Some five (5) reported English decisions appear to bear upon this problem. The first of these is Heering v. Boyle. In this case, a ten-year old boy was placed in a school operated by the defendant. When his mother asked the defendant to allow the boy to go home over the Christmas holidays, he refused permission unless the term bill was paid. The boy knew nothing of the request or refusal. Subsequently, an action for false imprisonment was brought in his name. The court of Exchequer found that this conduct of the defendant did not constitute false imprisonment since, inter alia, this conduct was not known to the boy alleged to have been unlawfully detained. Baron Bolland stated thus: “…I cannot find anything upon the notes of the learned judge which shows that the plaintiff was at all cognizant of any restraint.”

Considerable doubt is cast upon the above decision by the case of Meerings v. Graham-White Aviation Co. The facts of the case were these: the plaintiff was suspected of stealing some property of the defendant company. He was asked to report for an interrogation at the company’s office. Security employees of the defendant company were posted outside the office and instructed not to permit the plaintiff to leave. However, the presence of the guards outside was not known to the plaintiff. Lord Atkin in giving his judgement squarely faced the issue we are concerned with here, and made the following remarks: “It appears to me that a person could be imprisoned without his knowing it. I think a person can be imprisoned while he is asleep, while he is in a state of drunkenness, while he is unconscious, and while he is a lunatic…So a man might in fact…be imprisoned by having the key of a door turned against him so that he is imprisoned in a room in fact although he does not know the key has been turned.” The case of Murray v. Minister of Defence has approved the decision of Lord Atkin in the Meerings case by adding that it is not necessary for a person unlawfully detained to prove that he knew that he was being detained.

Moving on, there are three American cases mentioned by Dean Prosser whose effect is to corroborate the view of Lord Atkin enunciated above. They are Robalina v. Armstrong, Commonwealth v. Nickerson ,Barker v. Washburn.
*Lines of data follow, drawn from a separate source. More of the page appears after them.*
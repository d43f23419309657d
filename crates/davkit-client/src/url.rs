//! URL sanitization and DAV URL assembly.

/// Characters that must not reach the server as URL syntax when they appear
/// inside a resource path or a URL-carrying header value.
const RESERVED: [(char, &str); 2] = [('?', "%3F"), ('#', "%23")];

const SCHEME_SEPARATOR: &str = "://";

/// ## Summary
/// Collapses repeated slashes in the path portion of `url` and applies the
/// trailing-slash rule.
///
/// The `//` of a leading `scheme://` is kept, and the query string (from the
/// first `?`) is not touched by slash collapsing. A `://` that does not follow
/// a valid scheme is ordinary path text. `trailing_slash` of `Some(true)`
/// makes the result end with exactly one `/`; `Some(false)` and `None` strip
/// every trailing `/`.
///
/// The trailing-slash rule applies to the end of the whole string, so it also
/// edits the end of a query string: `http://h/a?x=/` becomes `http://h/a?x=`.
///
/// ## Example
/// ```ignore
/// sanitize_url("http://own.cloud//index.php//url/", None) // => "http://own.cloud/index.php/url"
/// sanitize_url("http://own.cloud", Some(true))            // => "http://own.cloud/"
/// ```
#[must_use]
pub fn sanitize_url(url: &str, trailing_slash: Option<bool>) -> String {
    let (path, query) = url.find('?').map_or((url, ""), |idx| url.split_at(idx));

    let (scheme, rest) = path
        .find(SCHEME_SEPARATOR)
        .filter(|&idx| is_scheme(&path[..idx]))
        .map_or(("", path), |idx| path.split_at(idx + SCHEME_SEPARATOR.len()));

    let mut sanitized = String::with_capacity(url.len() + 1);
    sanitized.push_str(scheme);
    // A slash right after the scheme separator would extend its run
    let mut previous_slash = !scheme.is_empty();
    for c in rest.chars() {
        if c == '/' && previous_slash {
            continue;
        }
        previous_slash = c == '/';
        sanitized.push(c);
    }
    sanitized.push_str(query);

    let trimmed_len = sanitized.trim_end_matches('/').len();
    sanitized.truncate(trimmed_len);
    if trailing_slash.unwrap_or(false) {
        sanitized.push('/');
    }
    sanitized
}

/// `ALPHA *( ALPHA / DIGIT / "+" / "-" / "." )` (RFC 3986 §3.1).
fn is_scheme(candidate: &str) -> bool {
    let mut chars = candidate.chars();
    chars.next().is_some_and(|c| c.is_ascii_alphabetic())
        && chars.all(|c| c.is_ascii_alphanumeric() || matches!(c, '+' | '-' | '.'))
}

/// ## Summary
/// Percent-encodes `?` and `#` so they are sent as literal characters.
///
/// No other character is touched.
#[must_use]
pub fn encode_reserved(value: &str) -> String {
    RESERVED
        .iter()
        .fold(value.to_string(), |acc, (c, encoded)| acc.replace(*c, encoded))
}

/// ## Summary
/// Joins a base server URL, a DAV path and a resource path into the final
/// request URL.
///
/// The resource path is stripped of leading and trailing slashes, has its
/// reserved characters encoded and its slashes collapsed.
///
/// ## Example
/// ```ignore
/// resolve_dav_url("http://own.cloud///core", "remote.php/webdav/", "folder///file.txt")
/// // => "http://own.cloud/core/remote.php/webdav/folder/file.txt"
/// ```
#[must_use]
pub fn resolve_dav_url(base_url: &str, dav_path: &str, path: &str) -> String {
    // Rooted so a leading `name://` in the path is never read as a scheme
    let rooted = sanitize_url(&format!("/{}", encode_reserved(path)), Some(false));
    let path = rooted.trim_start_matches('/');

    let mut url = sanitize_url(
        &format!("{base_url}/{dav_path}"),
        Some(dav_path.ends_with('/')),
    );
    if !path.is_empty() {
        if !url.ends_with('/') {
            url.push('/');
        }
        url.push_str(path);
    }
    url
}
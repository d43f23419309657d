/// Path components shared by every DAV endpoint of the server.
pub const REMOTE_COMPONENT: &str = "remote.php";

/// Legacy (version 1) DAV endpoint.
pub const LEGACY_DAV_COMPONENT: &str = "webdav";
pub const LEGACY_DAV_PATH: &str =
    const_str::concat!(REMOTE_COMPONENT, "/", LEGACY_DAV_COMPONENT, "/");

/// Current (version 2) DAV endpoint.
pub const DAV_COMPONENT: &str = "dav";
pub const DAV_PATH: &str = const_str::concat!(REMOTE_COMPONENT, "/", DAV_COMPONENT);

/// Path root under the version 2 endpoint that holds per-user file trees.
pub const FILES_PATH_ROOT: &str = "files";
pub const DAV_FILES_PREFIX: &str = const_str::concat!(DAV_PATH, "/", FILES_PATH_ROOT, "/");

/// Header names the request builder treats specially.
pub const AUTHORIZATION_HEADER: &str = "Authorization";
pub const DESTINATION_HEADER: &str = "Destination";
pub const FORWARDED_FOR_HEADER: &str = "X-Forwarded-For";
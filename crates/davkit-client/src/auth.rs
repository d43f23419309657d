//! `Authorization` header values.

use base64::{Engine as _, engine::general_purpose::STANDARD};

pub use davkit_core::config::AuthMethod;

/// ## Summary
/// Builds the `Authorization` header value for a request.
///
/// Bearer auth sends `password` as the token and ignores `user`. Basic auth
/// encodes `user:password`, treating a missing part as empty.
#[must_use]
pub fn authorization_value(method: AuthMethod, user: Option<&str>, password: Option<&str>) -> String {
    let password = password.unwrap_or_default();
    match method {
        AuthMethod::Bearer => format!("Bearer {password}"),
        AuthMethod::Basic => {
            let credentials = format!("{}:{password}", user.unwrap_or_default());
            format!("Basic {}", STANDARD.encode(credentials))
        }
    }
}
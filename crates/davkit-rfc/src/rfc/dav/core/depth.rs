//! Depth header values.

use std::fmt;

/// `WebDAV` Depth header value.
#[derive(Debug, Clone, Copy, PartialEq, Eq, Default)]
pub enum Depth {
    /// Depth: 0 - The resource itself only.
    Zero,
    /// Depth: 1 - The resource and its immediate children.
    One,
    /// Depth: infinity - The resource and all descendants.
    #[default]
    Infinity,
}

impl Depth {
    /// Name of the header carrying this value.
    pub const HEADER: &'static str = "Depth";

    /// Parses from header value.
    #[must_use]
    pub fn from_header(value: &str) -> Option<Self> {
        match value.trim().to_lowercase().as_str() {
            "0" => Some(Self::Zero),
            "1" => Some(Self::One),
            "infinity" => Some(Self::Infinity),
            _ => None,
        }
    }

    /// Returns the header value string.
    #[must_use]
    pub const fn as_str(self) -> &'static str {
        match self {
            Self::Zero => "0",
            Self::One => "1",
            Self::Infinity => "infinity",
        }
    }
}

impl fmt::Display for Depth {
    fn fmt(&self, f: &mut fmt::Formatter<'_>) -> fmt::Result {
        f.write_str(self.as_str())
    }
}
These decisions involved respectively, the abduction or confinement of children four and nine years old, and a lunatic, without the consent of the parent or guardian entitled to custody. On this, the eminent Dean postulated that it is a fair inference to make that probably the child of four and the idiot were not aware of their imprisonment but they were nonetheless held to have been falsely imprisoned.

Having considered at great length the scenarios identified in these three cases, I find the social undesirability and the depredation of rights that will be caused, by making knowledge of confinement an essential ingredient in the tort of false imprisonment. The only logical result capable of emerging from this is that, drunken persons, unconscious persons, the mentally incapacitated (lunatics), babies and small children can all be imprisoned with sheer impunity since such persons are most unlikely to be aware of the restraint imposed upon them; indisputably such categories of persons also need protection from unlawful arrests and arbitrary detentions.

Article 14(5) of the 1992 Constitution of Ghana sheds considerable light on the matter being discussed herein. The aforementioned provision states as follows: “A person who is unlawfully arrested, restricted or detained by any other person shall be entitled to compensation from that other person.” A plain reading of Article 14(5) seems to suggest that knowledge of one’s confinement at the time of the confinement is not a sine qua non for there to be liability to pay the compensation provided for by that Article. It is opinion of the current writer that Article 14(5) should be regarded in one way or the other as an enactment of the common law tort of false imprisonment. This is by no means an unassailable view.


For the reasons stated above, I come to the conclusion, however succinctly that in the interest of securing protection from arbitrary detentions for infants, lunatics,

intoxicated persons to mention but a few, knowledge of confinement should not be an essential ingredient in the tort of false imprisonment.